# Exercise aim
Copy out the lines below that hold the word "CrudResource".

# Information

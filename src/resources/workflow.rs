//! Workflows and publishing rules.

use crate::clients::{ApiResult, HttpError};
use crate::resources::{CrudResource, Params, StackContext};

const WORKFLOWS_PATH: &str = "workflows";

/// Facade for workflows, created by [`Stack::workflow`](crate::resources::Stack::workflow).
#[derive(Clone, Debug)]
pub struct Workflow<'a> {
    context: StackContext<'a>,
    uid: Option<String>,
}

impl<'a> Workflow<'a> {
    pub(crate) fn new(context: StackContext<'a>, uid: Option<&str>) -> Self {
        Self {
            context,
            uid: uid.map(String::from),
        }
    }

    /// Enables this workflow.
    ///
    /// # Errors
    ///
    /// Fails without a request if no uid was given.
    pub async fn enable(&self) -> ApiResult {
        let path = format!("{}/enable", self.member_path()?);
        self.context.get(&path, None).await
    }

    /// Disables this workflow.
    ///
    /// # Errors
    ///
    /// Fails without a request if no uid was given.
    pub async fn disable(&self) -> ApiResult {
        let path = format!("{}/disable", self.member_path()?);
        self.context.get(&path, None).await
    }

    /// Lists the publishing rules of the stack.
    ///
    /// # Errors
    ///
    /// See [`StackContext::get`].
    pub async fn publish_rules(&self, params: Option<Params>) -> ApiResult {
        self.context
            .get("workflows/publishing_rules", params)
            .await
    }
}

impl CrudResource for Workflow<'_> {
    const NAME: &'static str = "Workflow";

    fn context(&self) -> &StackContext<'_> {
        &self.context
    }

    fn uid(&self) -> Option<&str> {
        self.uid.as_deref()
    }

    fn collection_path(&self) -> Result<String, HttpError> {
        Ok(WORKFLOWS_PATH.to_string())
    }
}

# Solution to the problem
use crate::resources::{CrudResource, Params, StackContext};
impl CrudResource for Workflow<'_> {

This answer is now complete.